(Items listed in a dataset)
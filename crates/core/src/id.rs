//! Strongly-typed product identifier.

use core::str::FromStr;
use serde::{Deserialize, Serialize};
use uuid::Uuid;

use crate::error::DomainError;

/// Prefix carried by every generated product identifier.
pub const PRODUCT_ID_PREFIX: &str = "prod_";

/// Identifier of a product aggregate.
///
/// Identifiers are opaque strings on the wire (`"prod_1"`, `"prod_0192..."`).
/// The write side generates them for `create`; `update`/`delete` carry an
/// existing one. An empty identifier is never valid.
#[derive(Debug, Clone, PartialEq, Eq, Hash, PartialOrd, Ord, Serialize, Deserialize)]
#[serde(try_from = "String", into = "String")]
pub struct ProductId(String);

impl ProductId {
    /// Generate a fresh identifier for a `create` intent.
    ///
    /// Uses UUIDv7 (time-ordered). Prefer passing IDs explicitly in tests
    /// for determinism.
    pub fn generate() -> Self {
        Self(format!("{PRODUCT_ID_PREFIX}{}", Uuid::now_v7().simple()))
    }

    /// Wrap an existing identifier, rejecting blank values.
    pub fn new(value: impl Into<String>) -> Result<Self, DomainError> {
        let value = value.into();
        if value.trim().is_empty() {
            return Err(DomainError::invalid_id("ProductId: must not be empty"));
        }
        Ok(Self(value))
    }

    pub fn as_str(&self) -> &str {
        &self.0
    }

    pub fn into_inner(self) -> String {
        self.0
    }
}

impl core::fmt::Display for ProductId {
    fn fmt(&self, f: &mut core::fmt::Formatter<'_>) -> core::fmt::Result {
        f.write_str(&self.0)
    }
}

impl AsRef<str> for ProductId {
    fn as_ref(&self) -> &str {
        &self.0
    }
}

impl TryFrom<String> for ProductId {
    type Error = DomainError;

    fn try_from(value: String) -> Result<Self, Self::Error> {
        Self::new(value)
    }
}

impl From<ProductId> for String {
    fn from(value: ProductId) -> Self {
        value.0
    }
}

impl FromStr for ProductId {
    type Err = DomainError;

    fn from_str(s: &str) -> Result<Self, Self::Err> {
        Self::new(s)
    }
}
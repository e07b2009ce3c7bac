use std::time::Duration;

use rdkafka::ClientContext;
use rdkafka::Message;
use rdkafka::error::KafkaError;
use rdkafka::message::{Header, OwnedHeaders};
use rdkafka::producer::{BaseRecord, DeliveryResult, Producer, ProducerContext, ThreadedProducer};
use tracing::{error, info, instrument};

use catalog_events::{CommandEnvelope, CommandPublisher, DeadLetter, DeadLetterSink, PublishError};

use super::client_config;
use crate::config::KafkaConfig;

/// Logs broker acknowledgements; never reports back to the publisher's caller.
#[derive(Debug, Clone, Copy, Default)]
pub struct DeliveryLogger;

impl ClientContext for DeliveryLogger {}

impl ProducerContext for DeliveryLogger {
    type DeliveryOpaque = ();

    fn delivery(&self, result: &DeliveryResult<'_>, _opaque: Self::DeliveryOpaque) {
        match result {
            Ok(message) => info!(
                topic = message.topic(),
                partition = message.partition(),
                offset = message.offset(),
                "message delivered"
            ),
            Err((err, message)) => error!(
                topic = message.topic(),
                partition = message.partition(),
                error = %err,
                "message delivery failed"
            ),
        }
    }
}

/// Publishes command envelopes (and dead letters) to Kafka.
///
/// Records are keyed by `product_id`, so all commands for one product share a
/// partition and keep their publish order.
pub struct KafkaCommandPublisher {
    producer: ThreadedProducer<DeliveryLogger>,
    topic: String,
    dlq_topic: String,
    flush_timeout: Duration,
}

impl KafkaCommandPublisher {
    pub fn new(config: &KafkaConfig) -> Result<Self, KafkaError> {
        let producer = client_config(config).create_with_context(DeliveryLogger)?;
        info!(brokers = %config.brokers, topic = %config.topic, "kafka producer created");

        Ok(Self {
            producer,
            topic: config.topic.clone(),
            dlq_topic: config.dlq_topic.clone(),
            flush_timeout: config.flush_timeout,
        })
    }

    fn flush(&self) -> Result<(), PublishError> {
        self.producer
            .flush(self.flush_timeout)
            .map_err(|e| PublishError::Flush(e.to_string()))
    }
}

impl CommandPublisher for KafkaCommandPublisher {
    #[instrument(
        skip(self, envelope),
        fields(
            topic = %self.topic,
            product_id = %envelope.product_id(),
            action = envelope.action().as_str()
        ),
        err
    )]
    fn publish(&self, envelope: &CommandEnvelope) -> Result<(), PublishError> {
        let payload = envelope
            .encode()
            .map_err(|e| PublishError::Encode(e.to_string()))?;

        let record = BaseRecord::to(&self.topic)
            .key(envelope.product_id().as_str())
            .payload(&payload);
        self.producer
            .send(record)
            .map_err(|(e, _)| PublishError::Enqueue(e.to_string()))?;

        self.flush()
    }
}

impl DeadLetterSink for KafkaCommandPublisher {
    #[instrument(skip(self, letter), fields(dlq_topic = %self.dlq_topic, position = %letter.position), err)]
    fn dead_letter(&self, letter: &DeadLetter) -> Result<(), PublishError> {
        let partition = letter.position.partition.to_string();
        let offset = letter.position.offset.to_string();
        let headers = OwnedHeaders::new()
            .insert(Header {
                key: "original_topic",
                value: Some(letter.position.topic.as_bytes()),
            })
            .insert(Header {
                key: "original_partition",
                value: Some(partition.as_bytes()),
            })
            .insert(Header {
                key: "original_offset",
                value: Some(offset.as_bytes()),
            })
            .insert(Header {
                key: "error",
                value: Some(letter.reason.as_bytes()),
            });

        let mut record = BaseRecord::to(&self.dlq_topic)
            .payload(letter.payload.as_slice())
            .headers(headers);
        if let Some(key) = &letter.key {
            record = record.key(key.as_slice());
        }

        self.producer
            .send(record)
            .map_err(|(e, _)| PublishError::Enqueue(e.to_string()))?;

        self.flush()
    }
}

impl Drop for KafkaCommandPublisher {
    fn drop(&mut self) {
        if let Err(err) = self.producer.flush(self.flush_timeout) {
            error!(error = %err, "failed to flush producer on shutdown");
        }
    }
}
//! `catalog-core`: shared building blocks for the product command pipeline.
//!
//! This crate contains **pure** primitives (no broker, no storage).

pub mod error;
pub mod id;

pub use error::{DomainError, DomainResult};
pub use id::ProductId;
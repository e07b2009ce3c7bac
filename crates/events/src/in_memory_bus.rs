//! In-memory command log for tests/dev.

use std::collections::VecDeque;
use std::sync::{Arc, Mutex, MutexGuard};
use std::time::Duration;

use tokio::sync::Notify;
use tokio::time::Instant;

use crate::bus::{
    CommandPublisher, CommandSource, DeadLetter, DeadLetterSink, InboundRecord, PublishError,
    RecordError, RecordPosition, SourceError,
};
use crate::CommandEnvelope;

const PARTITION: i32 = 0;

#[derive(Debug, Clone)]
struct StoredRecord {
    key: Option<Vec<u8>>,
    payload: Vec<u8>,
}

#[derive(Debug, Default)]
struct LogState {
    records: Vec<StoredRecord>,
    /// Next offset the group resumes from.
    committed: i64,
    commit_history: Vec<i64>,
    injected: VecDeque<RecordError>,
    failing_commits: u32,
    failing_publishes: u32,
    closed_sources: u32,
}

#[derive(Debug, Default)]
struct Shared {
    state: Mutex<LogState>,
    notify: Notify,
}

/// Single-partition, single-group command log.
///
/// - No IO
/// - Cloning yields another handle to the same log
/// - New sources resume from the committed offset (consumer-group semantics)
/// - Failure injection hooks for records, commits and publishes
#[derive(Debug, Clone)]
pub struct InMemoryCommandLog {
    topic: Arc<str>,
    shared: Arc<Shared>,
}

impl InMemoryCommandLog {
    pub fn new(topic: impl AsRef<str>) -> Self {
        Self {
            topic: Arc::from(topic.as_ref()),
            shared: Arc::new(Shared::default()),
        }
    }

    pub fn topic(&self) -> &str {
        &self.topic
    }

    fn state(&self) -> MutexGuard<'_, LogState> {
        self.shared.state.lock().unwrap_or_else(|poisoned| poisoned.into_inner())
    }

    /// Append raw bytes, bypassing the envelope codec. Returns the offset.
    pub fn append_raw(&self, key: Option<&[u8]>, payload: impl Into<Vec<u8>>) -> i64 {
        let offset = {
            let mut state = self.state();
            state.records.push(StoredRecord {
                key: key.map(<[u8]>::to_vec),
                payload: payload.into(),
            });
            state.records.len() as i64 - 1
        };
        self.shared.notify.notify_one();
        offset
    }

    /// Deliver `error` on the next poll instead of a record.
    pub fn inject_error(&self, error: RecordError) {
        self.state().injected.push_back(error);
        self.shared.notify.notify_one();
    }

    pub fn fail_next_commits(&self, count: u32) {
        self.state().failing_commits = count;
    }

    pub fn fail_next_publishes(&self, count: u32) {
        self.state().failing_publishes = count;
    }

    /// Offset the group would resume from (one past the last committed record).
    pub fn committed_offset(&self) -> i64 {
        self.state().committed
    }

    /// Every successful commit, in order (as resume offsets).
    pub fn commits(&self) -> Vec<i64> {
        self.state().commit_history.clone()
    }

    pub fn len(&self) -> usize {
        self.state().records.len()
    }

    pub fn is_empty(&self) -> bool {
        self.len() == 0
    }

    /// Raw payload stored at `offset`.
    pub fn payload_at(&self, offset: i64) -> Option<Vec<u8>> {
        let index = usize::try_from(offset).ok()?;
        self.state().records.get(index).map(|r| r.payload.clone())
    }

    pub fn key_at(&self, offset: i64) -> Option<Vec<u8>> {
        let index = usize::try_from(offset).ok()?;
        self.state().records.get(index).and_then(|r| r.key.clone())
    }

    /// Number of sources that have been closed.
    pub fn closed_sources(&self) -> u32 {
        self.state().closed_sources
    }

    /// Join the consumer group; reading starts at the committed offset.
    pub fn subscribe(&self) -> InMemoryCommandSource {
        let position = self.committed_offset();
        InMemoryCommandSource {
            log: self.clone(),
            position,
            closed: false,
        }
    }
}

impl CommandPublisher for InMemoryCommandLog {
    fn publish(&self, envelope: &CommandEnvelope) -> Result<(), PublishError> {
        {
            let mut state = self.state();
            if state.failing_publishes > 0 {
                state.failing_publishes -= 1;
                return Err(PublishError::Enqueue("injected publish failure".to_string()));
            }
        }

        let bytes = envelope
            .encode()
            .map_err(|e| PublishError::Encode(e.to_string()))?;
        self.append_raw(Some(envelope.product_id().as_str().as_bytes()), bytes);
        Ok(())
    }
}

/// Consumer handle over an [`InMemoryCommandLog`].
#[derive(Debug)]
pub struct InMemoryCommandSource {
    log: InMemoryCommandLog,
    position: i64,
    closed: bool,
}

impl InMemoryCommandSource {
    /// Offset of the next record this source will deliver.
    pub fn position(&self) -> i64 {
        self.position
    }

    pub fn is_closed(&self) -> bool {
        self.closed
    }

    fn next_delivery(&mut self) -> Option<Result<InboundRecord, RecordError>> {
        let mut state = self.log.state();
        if let Some(err) = state.injected.pop_front() {
            return Some(Err(err));
        }

        let index = usize::try_from(self.position).ok()?;
        let stored = state.records.get(index)?.clone();
        drop(state);

        let position = RecordPosition::new(self.log.topic(), PARTITION, self.position);
        self.position += 1;
        Some(Ok(InboundRecord::new(position, stored.key, stored.payload)))
    }
}

#[async_trait::async_trait]
impl CommandSource for InMemoryCommandSource {
    async fn poll(&mut self, timeout: Duration) -> Result<Option<InboundRecord>, RecordError> {
        if self.closed {
            return Err(RecordError::Broker("source is closed".to_string()));
        }

        let deadline = Instant::now() + timeout;
        loop {
            if let Some(delivery) = self.next_delivery() {
                return delivery.map(Some);
            }

            // notify_one() stores a permit, so a publish racing this wait is not lost.
            let wait = tokio::time::timeout_at(deadline, self.log.shared.notify.notified());
            if wait.await.is_err() {
                return Ok(None);
            }
        }
    }

    async fn commit(&mut self, position: &RecordPosition) -> Result<(), SourceError> {
        let mut state = self.log.state();
        if state.failing_commits > 0 {
            state.failing_commits -= 1;
            return Err(SourceError::Commit("injected commit failure".to_string()));
        }

        let resume_at = position.offset + 1;
        state.committed = state.committed.max(resume_at);
        state.commit_history.push(resume_at);
        Ok(())
    }

    async fn rewind(&mut self, position: &RecordPosition) -> Result<(), SourceError> {
        if position.offset < 0 {
            return Err(SourceError::Seek(format!("negative offset {}", position.offset)));
        }
        self.position = position.offset;
        Ok(())
    }

    async fn close(&mut self) {
        if !self.closed {
            self.closed = true;
            self.log.state().closed_sources += 1;
        }
    }
}

/// Collects dead letters in memory.
#[derive(Debug, Default)]
pub struct InMemoryDeadLetters {
    letters: Mutex<Vec<DeadLetter>>,
    failing: Mutex<u32>,
}

impl InMemoryDeadLetters {
    pub fn new() -> Self {
        Self::default()
    }

    pub fn letters(&self) -> Vec<DeadLetter> {
        self.letters
            .lock()
            .map(|l| l.clone())
            .unwrap_or_default()
    }

    pub fn fail_next(&self, count: u32) {
        if let Ok(mut failing) = self.failing.lock() {
            *failing = count;
        }
    }
}

impl DeadLetterSink for InMemoryDeadLetters {
    fn dead_letter(&self, letter: &DeadLetter) -> Result<(), PublishError> {
        if let Ok(mut failing) = self.failing.lock() {
            if *failing > 0 {
                *failing -= 1;
                return Err(PublishError::Enqueue("injected dead-letter failure".to_string()));
            }
        }

        self.letters
            .lock()
            .map_err(|_| PublishError::Enqueue("dead-letter store poisoned".to_string()))?
            .push(letter.clone());
        Ok(())
    }
}

#[cfg(test)]
mod tests {
    use super::*;
    use catalog_core::ProductId;

    const TICK: Duration = Duration::from_millis(20);

    fn delete(id: &str) -> CommandEnvelope {
        CommandEnvelope::delete(ProductId::new(id).unwrap())
    }

    #[tokio::test]
    async fn publish_keys_records_by_product_id() {
        let log = InMemoryCommandLog::new("products");
        log.publish(&delete("prod_7")).unwrap();

        let mut source = log.subscribe();
        let record = source.poll(TICK).await.unwrap().unwrap();

        assert_eq!(record.key(), Some("prod_7".as_bytes()));
        assert_eq!(record.position(), &RecordPosition::new("products", 0, 0));
        assert_eq!(CommandEnvelope::decode(record.payload()).unwrap(), delete("prod_7"));
    }

    #[tokio::test]
    async fn poll_times_out_when_empty() {
        let log = InMemoryCommandLog::new("products");
        let mut source = log.subscribe();

        assert_eq!(source.poll(TICK).await, Ok(None));
    }

    #[tokio::test]
    async fn poll_wakes_up_on_publish() {
        let log = InMemoryCommandLog::new("products");
        let mut source = log.subscribe();

        let publisher = log.clone();
        let handle = tokio::spawn(async move {
            tokio::time::sleep(Duration::from_millis(10)).await;
            publisher.publish(&delete("prod_1")).unwrap();
        });

        let record = source.poll(Duration::from_secs(2)).await.unwrap();
        assert!(record.is_some());
        handle.await.unwrap();
    }

    #[tokio::test]
    async fn new_subscriber_resumes_from_committed_offset() {
        let log = InMemoryCommandLog::new("products");
        log.publish(&delete("prod_1")).unwrap();
        log.publish(&delete("prod_2")).unwrap();

        let mut first = log.subscribe();
        let record = first.poll(TICK).await.unwrap().unwrap();
        first.commit(record.position()).await.unwrap();
        // Second record delivered but never committed.
        let _ = first.poll(TICK).await.unwrap().unwrap();
        first.close().await;

        let mut second = log.subscribe();
        let redelivered = second.poll(TICK).await.unwrap().unwrap();
        assert_eq!(redelivered.position().offset, 1);
        assert_eq!(log.committed_offset(), 1);
        assert_eq!(log.closed_sources(), 1);
    }

    #[tokio::test]
    async fn rewind_redelivers() {
        let log = InMemoryCommandLog::new("products");
        log.publish(&delete("prod_1")).unwrap();

        let mut source = log.subscribe();
        let record = source.poll(TICK).await.unwrap().unwrap();
        source.rewind(record.position()).await.unwrap();

        let again = source.poll(TICK).await.unwrap().unwrap();
        assert_eq!(again, record);
    }

    #[tokio::test]
    async fn injected_failures_surface_once() {
        let log = InMemoryCommandLog::new("products");
        log.inject_error(RecordError::EndOfPartition { partition: 0 });
        log.fail_next_commits(1);
        log.fail_next_publishes(1);

        assert!(matches!(log.publish(&delete("prod_1")), Err(PublishError::Enqueue(_))));
        log.publish(&delete("prod_1")).unwrap();

        let mut source = log.subscribe();
        assert_eq!(
            source.poll(TICK).await,
            Err(RecordError::EndOfPartition { partition: 0 })
        );

        let record = source.poll(TICK).await.unwrap().unwrap();
        assert!(source.commit(record.position()).await.is_err());
        assert_eq!(log.committed_offset(), 0);
        source.commit(record.position()).await.unwrap();
        assert_eq!(log.committed_offset(), 1);
    }

    #[test]
    fn dead_letters_are_collected() {
        let sink = InMemoryDeadLetters::new();
        let record = InboundRecord::new(RecordPosition::new("products", 0, 3), None, b"oops".to_vec());
        let letter = DeadLetter::from_record(&record, "malformed");

        sink.fail_next(1);
        assert!(sink.dead_letter(&letter).is_err());
        sink.dead_letter(&letter).unwrap();

        assert_eq!(sink.letters(), vec![letter]);
    }
}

- **Description of the task**: Find all lines holding the word "tests" in the records above and copy them.

- **Output for this exercise**:
    /// Uses UUIDv7 (time-ordered). Prefer passing IDs explicitly in tests
//! In-memory command log for tests/dev.
mod tests {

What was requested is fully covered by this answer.